Better terms than "masculine" and "feminine" or "objective" and "subjective" might be "authoritative" and "facilitative."   This of course implies a great deal more than simple word choice; it also implies fundamental differences in the purpose of the text to begin with.  

Honestly, this is probably not an issue that most game designers (especially independent ones) need to put to much time into considering unless they are 1) targeting the game towards women, 2) it is a mainstream game with financial backing that is intended to reach both genders, 3) it is tied to a commercial property with a considerable female fan base or 4) you are writing a Concept Game to make comentary on the place of gender in RPGs or in RPG texts.

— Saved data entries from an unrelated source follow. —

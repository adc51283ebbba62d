use crate::error::TrimError;
use anyhow::Result;
use log::warn;
use regex::Regex;
use std::collections::BTreeSet;
use std::path::{Path, PathBuf};
use walkdir::WalkDir;

/// 副檔名白名單；未設定時接受所有檔案
#[derive(Debug, Clone, Default, PartialEq, Eq)]
pub struct ExtensionFilter {
    extensions: Option<BTreeSet<String>>,
}

impl ExtensionFilter {
    #[must_use]
    pub fn allow_all() -> Self {
        Self::default()
    }

    /// 解析 "mp4 mkv,.avi" 這類清單，以空白、逗號或句點分隔
    pub fn parse(spec: &str) -> Result<Self> {
        let separator = Regex::new(r"[ ,.]")?;
        let extensions: BTreeSet<String> = separator
            .split(&spec.to_lowercase())
            .filter(|ext| !ext.is_empty())
            .map(|ext| format!(".{ext}"))
            .collect();

        if extensions.is_empty() {
            return Err(TrimError::Config(format!("副檔名清單為空: \"{spec}\"")).into());
        }

        Ok(Self {
            extensions: Some(extensions),
        })
    }

    #[must_use]
    pub fn accepts(&self, path: &Path) -> bool {
        let Some(extensions) = &self.extensions else {
            return true;
        };

        let name = path
            .file_name()
            .map(|n| n.to_string_lossy().to_lowercase())
            .unwrap_or_default();
        extensions.iter().any(|ext| name.ends_with(ext.as_str()))
    }
}

/// 將來源路徑展開成有序的檔案清單
///
/// 檔案直接套用白名單；資料夾遞迴展開並依檔名排序；不存在的路徑記錄警告後略過
pub fn resolve_sources(sources: &[PathBuf], filter: &ExtensionFilter) -> Vec<PathBuf> {
    let mut files = Vec::new();

    for source in sources {
        if source.is_file() {
            if filter.accepts(source) {
                files.push(source.clone());
            }
            continue;
        }

        if !source.is_dir() {
            warn!("{}", TrimError::SourceNotFound(source.clone()));
            continue;
        }

        files.extend(
            WalkDir::new(source)
                .follow_links(false)
                .sort_by_file_name()
                .into_iter()
                .filter_map(std::result::Result::ok)
                .filter(|entry| entry.file_type().is_file())
                .filter(|entry| filter.accepts(entry.path()))
                .map(walkdir::DirEntry::into_path),
        );
    }

    files
}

I may develop the ideas of "authoritative" and "facilitative" text as time goes on.  Obviously, most games include both types of text; however the importance and implemntations of these two styles are where some of the true art resides in crafting RPG text.

Valamir

Quote from: Rich ForestBy the way, Ralph, I found some of the info you were wondering about.  The authors of the article list their sources for both articles on this page.  They did include scientific writing, and Gender, Genre, and Writing Style in Formal English Texts gives this overview:
QuoteFor each genre we used precisely the same number of male- and female -authored documents (Fiction: 123 male documents, 123 female documents; Nonfiction: 179 each, including Nat. Science: 2 documents each; Appl. Science: 13; Soc. Science: 60; World Affairs: 34 Commerce: 4; Arts: 31; Belief/Thought: 18; Leisure: 17).
They're probably using the document categories of the BNC (British National Corpus), which is their source corpus.  It's one of the big general corpora as far as corpus based linguistics goes (100 million words or so).  It's broken down into sub-corpora, and the categories you see there are probably the sub-corpora categories.

Rich

Thanks Rich.  I did see that passage.  What I can't tell from that is whether the 13 articles on Applied Science were from the popular press or from the technical press.   IIRC you are right about the corpus being the BNC, which I'm not familiar with to know what's actually included.

Rich Forest

Hi Ralph,

I see what you were asking now--it went right past me that you were focusing on the differences between real technical and popular "technical" articles.  I suspect it's real technical, from my experience with linguistic corpora.  Linguists have a tendency to study technical writing over more popular forms--writing in academic journals is very heavily studied, for example, in comparison to a lot of other types.

Rich

Sonja

I am a female gamer.

I would say in my experience what blocks many creative and intelligent girls from gaming is the complexity of rules administration. When I play an RPG, I am more interested in the flow, the mood, the interaction, the story, the dynamics.

I don't care about +1 and THAC0 and all those administrative and mathematical slow-downs. I think it's important to have character sheets, and a basic die system to know if your actions succeed or fail, but It's often the "system" that will scare me away from a game, if it is unnecessarily complex and has too many things to keep track of.